Избранные сочинения в пяти томах. Том 4 - страница 44



Ослушаться маму было не так страшно, как обмануть Левку и дезертировать. Чтобы усыпить ее бдительность, я всякими уловками оттягивал тот день, когда мы с Гиндиным должны были на рассвете встретиться у харинского колодца и отправиться в поля, которые начинались сразу же за околицей кишлака и убегали к подножию Ала-Тау. Мои уловки вызывали у боевитого напарника глухое раздражение, и однажды он решил вывести меня на чистую воду.

– Чего ждем? – ядовито спросил он. – Погода с каждым днем все больше портится. Скоро, того и гляди, завьюжит, заметет…

– И вправду портится, – сказал я без всякого воодушевления и, чтобы как-то его успокоить, добавил: – Но, может, завтра выглянет солнце.

– Завтра, завтра, – надулся Гиндин. – У тебя, по-моему, уже сегодня поджилки трясутся.

Меньше всего мне хотелось прослыть предателем и трусом, который без командирского разрешения маменьки боится даже в нужнике ширинку расстегнуть. Уж лучше, прикинул я, получить нагоняй от мамы, чем удостоиться обидного прозвища от Левки, нависающего над тобой, как беркут над жертвой. Промямли я еще что-нибудь про завтрашнее солнце, и Гиндин раструбит по всему кишлаку, что я чемпион Союза по быстрому накладыванию в штаны.

– Неужели, Гирш, вы, евреи, и в самом деле такие трусы, как о вас на всех перекрестках судачат? – набычился Гиндин.

– С чего это ты взял?

– Слышал, слышал. Из Ленинграда с нами до Свердловска один такой мужичок ехал – всю дорогу только об этом и калякал: евреи, мол, за прилавком храбрецы русский народ обвешивать.

– Я не обвешиваю.

– Разве я тебя об этом спрашиваю? Я спрашиваю, идешь со мной или нет?
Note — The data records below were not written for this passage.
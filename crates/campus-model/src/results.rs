use serde::{Deserialize, Serialize};
use std::collections::BTreeMap;

/// One row of the internal assessment results table.
#[derive(Debug, Clone, Default, Serialize, Deserialize, PartialEq)]
pub struct ResultRecord {
    pub subject: String,
    #[serde(skip_serializing_if = "Option::is_none")]
    pub semester: Option<String>,
    /// Assessment kind: exam, assignment, project title, etc.
    #[serde(rename = "type", skip_serializing_if = "Option::is_none")]
    pub kind: Option<String>,
    #[serde(skip_serializing_if = "Option::is_none")]
    pub max_marks: Option<u32>,
    #[serde(skip_serializing_if = "Option::is_none")]
    pub marks: Option<u32>,
    /// Text printed instead of marks (e.g. "Results not published").
    #[serde(skip_serializing_if = "Option::is_none")]
    pub status: Option<String>,
}

/// One course row from an end-semester grade card.
#[derive(Debug, Clone, Default, Serialize, Deserialize, PartialEq)]
pub struct ExamSubject {
    #[serde(skip_serializing_if = "Option::is_none")]
    pub slot: Option<String>,
    #[serde(skip_serializing_if = "Option::is_none")]
    pub code: Option<String>,
    #[serde(skip_serializing_if = "Option::is_none")]
    pub name: Option<String>,
    #[serde(skip_serializing_if = "Option::is_none")]
    pub grade: Option<String>,
    #[serde(skip_serializing_if = "Option::is_none")]
    pub credit: Option<u32>,
    /// Pass/fail text as printed.
    #[serde(skip_serializing_if = "Option::is_none")]
    pub status: Option<String>,
}

/// A published end-semester examination result.
///
/// Metadata fields are empty strings when the page does not state them and
/// they cannot be read off the exam name.
#[derive(Debug, Clone, Default, Serialize, Deserialize, PartialEq)]
pub struct ExamResult {
    pub exam_name: String,
    pub degree: String,
    pub semester: String,
    pub academic_year: String,
    pub month: String,
    pub year: String,
    pub subjects: Vec<ExamSubject>,
    #[serde(skip_serializing_if = "Option::is_none")]
    pub earned_credit: Option<u32>,
    #[serde(skip_serializing_if = "Option::is_none")]
    pub sgpa: Option<f64>,
    #[serde(skip_serializing_if = "Option::is_none")]
    pub cgpa: Option<f64>,
}

/// Label/value pairs scraped from the profile page, keyed in snake_case.
pub type Profile = BTreeMap<String, String>;
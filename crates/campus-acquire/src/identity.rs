// Per-attempt client identity: user agent, accept-language and pauses.
//
// This is cosmetic variation only; nothing here is relied on to defeat a
// particular defense.

use rand::seq::SliceRandom;
use rand::Rng;
use std::time::Duration;

const USER_AGENTS: &[&str] = &[
    "Mozilla/5.0 (Windows NT 10.0; Win64; x64) AppleWebKit/537.36 (KHTML, like Gecko) Chrome/124.0.0.0 Safari/537.36",
    "Mozilla/5.0 (Macintosh; Intel Mac OS X 10_15_7) AppleWebKit/537.36 (KHTML, like Gecko) Chrome/124.0.0.0 Safari/537.36",
    "Mozilla/5.0 (X11; Linux x86_64) AppleWebKit/537.36 (KHTML, like Gecko) Chrome/123.0.0.0 Safari/537.36",
    "Mozilla/5.0 (Windows NT 10.0; Win64; x64; rv:125.0) Gecko/20100101 Firefox/125.0",
    "Mozilla/5.0 (Macintosh; Intel Mac OS X 14_4) AppleWebKit/605.1.15 (KHTML, like Gecko) Version/17.4 Safari/605.1.15",
    "Mozilla/5.0 (Windows NT 10.0; Win64; x64) AppleWebKit/537.36 (KHTML, like Gecko) Chrome/124.0.0.0 Safari/537.36 Edg/124.0.0.0",
];

const ACCEPT_LANGUAGES: &[&str] = &[
    "en-US,en;q=0.9",
    "en-GB,en;q=0.9",
    "en-US,en;q=0.8,es;q=0.7",
    "en-US,en;q=0.9,fr;q=0.8",
];

/// Headers presented for one attempt.
#[derive(Debug, Clone, PartialEq, Eq)]
pub struct Identity {
    pub user_agent: String,
    pub accept_language: String,
}

/// A closed range of pause lengths, sampled uniformly.
#[derive(Debug, Clone, Copy, PartialEq, Eq)]
pub struct Jitter {
    pub min: Duration,
    pub max: Duration,
}

impl Jitter {
    pub const NONE: Jitter = Jitter {
        min: Duration::ZERO,
        max: Duration::ZERO,
    };

    pub fn secs(min: u64, max: u64) -> Self {
        Self {
            min: Duration::from_secs(min),
            max: Duration::from_secs(max),
        }
    }

    pub fn sample(&self) -> Duration {
        if self.max <= self.min {
            return self.min;
        }
        let ms = rand::thread_rng().gen_range(self.min.as_millis()..=self.max.as_millis());
        Duration::from_millis(ms as u64)
    }

    async fn pause(&self) {
        let delay = self.sample();
        if !delay.is_zero() {
            tracing::debug!(delay_ms = delay.as_millis() as u64, "Jitter pause");
            tokio::time::sleep(delay).await;
        }
    }
}

#[derive(Debug, Clone)]
pub struct IdentityRotation {
    user_agents: Vec<String>,
    accept_languages: Vec<String>,
    /// Before attempts that opt into jitter.
    pre_attempt: Jitter,
    /// After a browser challenge wait.
    post_challenge: Jitter,
}

impl Default for IdentityRotation {
    fn default() -> Self {
        Self {
            user_agents: USER_AGENTS.iter().map(|s| s.to_string()).collect(),
            accept_languages: ACCEPT_LANGUAGES.iter().map(|s| s.to_string()).collect(),
            pre_attempt: Jitter::secs(1, 3),
            post_challenge: Jitter::secs(2, 5),
        }
    }
}

impl IdentityRotation {
    /// Default pools with every pause disabled.
    pub fn without_jitter() -> Self {
        Self::default().with_jitter(Jitter::NONE, Jitter::NONE)
    }

    pub fn with_jitter(mut self, pre_attempt: Jitter, post_challenge: Jitter) -> Self {
        self.pre_attempt = pre_attempt;
        self.post_challenge = post_challenge;
        self
    }

    pub fn pick(&self) -> Identity {
        let mut rng = rand::thread_rng();
        Identity {
            user_agent: self
                .user_agents
                .choose(&mut rng)
                .cloned()
                .unwrap_or_else(|| USER_AGENTS[0].to_string()),
            accept_language: self
                .accept_languages
                .choose(&mut rng)
                .cloned()
                .unwrap_or_else(|| ACCEPT_LANGUAGES[0].to_string()),
        }
    }

    pub fn accept_language(&self) -> String {
        self.pick().accept_language
    }

    pub async fn pre_attempt_pause(&self) {
        self.pre_attempt.pause().await;
    }

    pub async fn post_challenge_pause(&self) {
        self.post_challenge.pause().await;
    }
}
use serde::{Deserialize, Serialize};
use std::collections::BTreeMap;

/// Day of the teaching week. Ordering follows the calendar week starting Monday.
#[derive(Debug, Clone, Copy, PartialEq, Eq, PartialOrd, Ord, Hash, Serialize, Deserialize)]
pub enum Day {
    Monday,
    Tuesday,
    Wednesday,
    Thursday,
    Friday,
    Saturday,
    Sunday,
}

impl Day {
    pub const ALL: [Day; 7] = [
        Day::Monday,
        Day::Tuesday,
        Day::Wednesday,
        Day::Thursday,
        Day::Friday,
        Day::Saturday,
        Day::Sunday,
    ];

    pub fn name(self) -> &'static str {
        match self {
            Day::Monday => "Monday",
            Day::Tuesday => "Tuesday",
            Day::Wednesday => "Wednesday",
            Day::Thursday => "Thursday",
            Day::Friday => "Friday",
            Day::Saturday => "Saturday",
            Day::Sunday => "Sunday",
        }
    }

    /// Exact (case-insensitive, trimmed) match against a full day name.
    pub fn from_name(s: &str) -> Option<Day> {
        let s = s.trim();
        Day::ALL.into_iter().find(|d| d.name().eq_ignore_ascii_case(s))
    }

    /// First day whose name appears anywhere in `s`, case-insensitively.
    pub fn mentioned_in(s: &str) -> Option<Day> {
        let lower = s.to_lowercase();
        Day::ALL
            .into_iter()
            .find(|d| lower.contains(&d.name().to_lowercase()))
    }
}

impl std::fmt::Display for Day {
    fn fmt(&self, f: &mut std::fmt::Formatter<'_>) -> std::fmt::Result {
        f.write_str(self.name())
    }
}

/// Where an entry sits in the day: a printed time label or a period column.
#[derive(Debug, Clone, PartialEq, Eq, Serialize, Deserialize)]
#[serde(rename_all = "lowercase")]
pub enum Slot {
    Time(String),
    Period(usize),
}

/// The `type` value marking an explicit free period.
pub const FREE_PERIOD_TYPE: &str = "free";

/// One scheduled (or explicitly free) slot in the timetable.
#[derive(Debug, Clone, PartialEq, Eq, Serialize, Deserialize)]
pub struct TimetableEntry {
    #[serde(flatten)]
    pub slot: Slot,
    /// Full cell text after line-break normalization.
    pub subject: String,
    #[serde(skip_serializing_if = "Option::is_none")]
    pub code: Option<String>,
    #[serde(skip_serializing_if = "Option::is_none")]
    pub name: Option<String>,
    /// Session kind from the bracketed tag (e.g. "Lecture"), or `free`.
    #[serde(rename = "type", skip_serializing_if = "Option::is_none")]
    pub kind: Option<String>,
    #[serde(skip_serializing_if = "Option::is_none")]
    pub teacher: Option<String>,
}

impl TimetableEntry {
    /// An entry holding only a subject label.
    pub fn plain(slot: Slot, subject: impl Into<String>) -> Self {
        Self {
            slot,
            subject: subject.into(),
            code: None,
            name: None,
            kind: None,
            teacher: None,
        }
    }

    pub fn free(slot: Slot, label: impl Into<String>) -> Self {
        Self {
            kind: Some(FREE_PERIOD_TYPE.to_string()),
            ..Self::plain(slot, label)
        }
    }

    pub fn is_free(&self) -> bool {
        self.kind.as_deref() == Some(FREE_PERIOD_TYPE)
    }
}

/// Day → entries, always holding all seven days in week order.
pub type Schedule = BTreeMap<Day, Vec<TimetableEntry>>;

pub fn empty_schedule() -> Schedule {
    Day::ALL.into_iter().map(|d| (d, Vec::new())).collect()
}

/// Output of the timetable extractor.
#[derive(Debug, Clone, Serialize, Deserialize, PartialEq)]
pub struct TimetableExtraction {
    pub schedule: Schedule,
    #[serde(skip_serializing_if = "Option::is_none")]
    pub diagnostic: Option<String>,
    pub total_periods: usize,
}

impl TimetableExtraction {
    pub fn from_schedule(schedule: Schedule) -> Self {
        let total_periods = schedule.values().map(Vec::len).sum();
        Self {
            schedule,
            diagnostic: None,
            total_periods,
        }
    }

    pub fn empty(diagnostic: impl Into<String>) -> Self {
        Self {
            schedule: empty_schedule(),
            diagnostic: Some(diagnostic.into()),
            total_periods: 0,
        }
    }
}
Я набрал в легкие воздух, вспомнил маму, Зойку, отца, воюющего где-то под Белгородом с немцами, и выдохнул с сомнительным бесстрашием: – Иду.

– Так сразу бы и сказал… А то все юлишь, как барышня…

Назавтра, дождавшись, когда за мамой на рассвете скрипнет дверь и за окнами умолкнет приветственный лай ветерана Рыжика, я встал, прислушался к тихому и праведному сопению Зойки за ширмой, напялил просвечивающиеся на отощавшей заднице штаны и байковую рубаху, стянул со своей подушки наволочку и на цыпочках вышел во двор.

На небе еще копошились звезды – верные сторожа и хранители ночных тайн и снов, но уже занималась заря, и нежно-розовая полоска, отслоившаяся от мрака, светилась на востоке, как поверхность только что вынутого ухватом из печи праздничного пирога.

Левка задерживался. Я стоял у колодца, сжимая под мышкой серую наволочку, смотрел на подбадривавшие меня своим великодушным сиянием звезды и думал о том, что, пока не явился непреклонный Левка, можно еще, пожалуй, вернуться обратно в хату, что-то наспех поклевать, поплестись в школу и, не подвергая себя никакому риску, примоститься на парте рядом с Зойкой и спокойненько слушать, как отличница Белла Варшавская, закатывая глаза и захлебываясь, читает:

От Сулеймана вам привет.
Страна цветет для вас, ребята.
В стране для вас встает рассвет…

Рассвет и впрямь вставал. Где-то на другом конце кишлака, наповал сраженного сном, молодо и властно закукарекал первый петух.

Господи, неужели Левка проспал?

Я вдруг поймал себя на мысли, что обращаюсь к Всевышнему не столько с вопросом, сколько с настойчивой просьбой, чтобы случилось именно так, как я Его, Всемогущего, прошу, так, как мне хочется, но справедливый Бог евреев в такую рань, видно, как и Левка, продолжал сладко спать, и ни ангелы, ни серафимы из-за моих мелочных просьб и вопросов Его будить не посмели.